# [WHAT THE TASK ASKS]
Which lines of the entries below hold the word "NotFound"? Report each of them.

··· TASK INPUT ···

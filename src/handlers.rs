//! Per-request dispatch.
//!
//! Every request makes a single pass: clean the path, answer from the
//! asset bundle if the reserved prefix matches, otherwise stat the
//! resolved file and branch on what it is. No state is retried.

use std::fs;
use std::path::Path;
use std::sync::Arc;

use axum::{
    body::Body,
    extract::{Path as AxumPath, Request, State},
    http::{header, HeaderValue, StatusCode},
    response::{Html, IntoResponse, Response},
};
use tower_http::services::ServeFile;

use crate::assets::{self, AssetBundle};
use crate::config::ServerConfig;
use crate::errors::ServeError;
use crate::render::{self, RenderOptions};
use crate::resolve;

/// Shared request context, constructed once in the entry point and cloned
/// into every handler. Nothing in it is ever mutated after startup.
#[derive(Clone)]
pub struct AppContext {
    pub config: Arc<ServerConfig>,
    pub render: Arc<RenderOptions>,
    pub assets: Arc<AssetBundle>,
}

impl AppContext {
    pub fn new(config: ServerConfig) -> Self {
        let render = RenderOptions::new(&config.lang);
        let assets = AssetBundle::new(config.justify);
        AppContext {
            config: Arc::new(config),
            render: Arc::new(render),
            assets: Arc::new(assets),
        }
    }
}

/// Requests for the base directory itself.
pub async fn handle_root(
    State(ctx): State<AppContext>,
    req: Request,
) -> Result<Response, ServeError> {
    dispatch(&ctx, "", req).await
}

/// All other paths, via the wildcard route.
pub async fn handle_request(
    State(ctx): State<AppContext>,
    AxumPath(path): AxumPath<String>,
    req: Request,
) -> Result<Response, ServeError> {
    dispatch(&ctx, &path, req).await
}

async fn dispatch(ctx: &AppContext, raw: &str, req: Request) -> Result<Response, ServeError> {
    let cleaned = resolve::clean_request_path(raw);
    log::debug!("request for '{}' cleaned to '{}'", raw, cleaned);

    // Bundled assets are checked before any filesystem resolution and are
    // never read from the served directory.
    if cleaned.starts_with(assets::ASSET_PREFIX) {
        return match ctx.assets.lookup(&cleaned) {
            Some(bytes) => {
                let ctype = mime_guess::from_path(&cleaned).first_or_octet_stream();
                let mut resp = Response::new(Body::from(bytes));
                resp.headers_mut().insert(
                    header::CONTENT_TYPE,
                    HeaderValue::from_str(ctype.as_ref())
                        .unwrap_or_else(|_| HeaderValue::from_static("application/octet-stream")),
                );
                Ok(resp)
            }
            None => {
                log::error!("request for unknown bundled asset: '{}'", cleaned);
                Err(ServeError::NotFound)
            }
        };
    }

    let full = resolve::join_base(&ctx.config.base_dir, &cleaned);
    let meta = match fs::metadata(&full) {
        Ok(meta) => meta,
        Err(_) => {
            log::warn!("not found: '{}'", cleaned);
            return Err(ServeError::NotFound);
        }
    };

    if meta.is_dir() {
        // A directory with a readable index.md redirects there;
        // directories are never listed.
        let index = full.join("index.md");
        if index.is_file() && readable(&index) {
            let location = if cleaned.is_empty() {
                "/index.md".to_string()
            } else {
                format!("/{}/index.md", cleaned)
            };
            log::info!("redirecting '{}' to '{}'", cleaned, location);
            return Ok(redirect_permanent(&location));
        }
        return Err(ServeError::Forbidden);
    }

    if !meta.is_file() || !readable(&full) {
        log::warn!("forbidden: '{}'", cleaned);
        return Err(ServeError::Forbidden);
    }

    if is_markdown(&full) {
        // The file may have vanished between the stat and this read; that
        // race surfaces as a 500, not a 404.
        let source = fs::read_to_string(&full)?;
        let (body, doc) =
            render::render(&ctx.render, &source).map_err(|e| ServeError::Render(e.to_string()))?;
        // The title and date slots come straight from front matter and sit
        // outside the sanitized body fragment, so they are escaped here.
        let title = assets::escape_html(doc.display_title());
        let date = assets::escape_html(&doc.display_date());
        let page = assets::fill_template(
            ctx.assets.template(),
            [&ctx.config.lang, &title, &body, &date],
        );
        log::info!("rendered markdown: '{}'", cleaned);
        return Ok(Html(page).into_response());
    }

    // Static passthrough with range support and content negotiation.
    let mut service = ServeFile::new(&full);
    let resp = service.try_call(req).await.map_err(ServeError::Io)?;
    log::info!("served static file: '{}'", cleaned);
    Ok(resp.into_response())
}

fn redirect_permanent(location: &str) -> Response {
    let mut resp = Response::new(Body::empty());
    *resp.status_mut() = StatusCode::MOVED_PERMANENTLY;
    match HeaderValue::from_str(location) {
        Ok(value) => {
            resp.headers_mut().insert(header::LOCATION, value);
        }
        Err(_) => log::warn!("redirect target is not a valid header value: '{}'", location),
    }
    resp
}

/// Readability probe, same semantics as the stat+open check the dispatch
/// contract requires: permission is judged by actually opening the file.
fn readable(path: &Path) -> bool {
    fs::File::open(path).is_ok()
}

fn is_markdown(path: &Path) -> bool {
    path.extension()
        .and_then(|ext| ext.to_str())
        .map(|ext| ext.eq_ignore_ascii_case("md") || ext.eq_ignore_ascii_case("markdown"))
        .unwrap_or(false)
}

#[cfg(test)]
mod tests {
    use super::*;

    #[test]
    fn markdown_extensions() {
        assert!(is_markdown(Path::new("a/notes.md")));
        assert!(is_markdown(Path::new("notes.markdown")));
        assert!(is_markdown(Path::new("NOTES.MD")));
        assert!(!is_markdown(Path::new("notes.txt")));
        assert!(!is_markdown(Path::new("md")));
    }

    #[test]
    fn permanent_redirect_shape() {
        let resp = redirect_permanent("/docs/index.md");
        assert_eq!(resp.status(), StatusCode::MOVED_PERMANENTLY);
        assert_eq!(
            resp.headers().get(header::LOCATION).unwrap(),
            "/docs/index.md"
        );
    }
}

···

# [WRITTEN REPLY]
                Err(ServeError::NotFound)
            return Err(ServeError::NotFound);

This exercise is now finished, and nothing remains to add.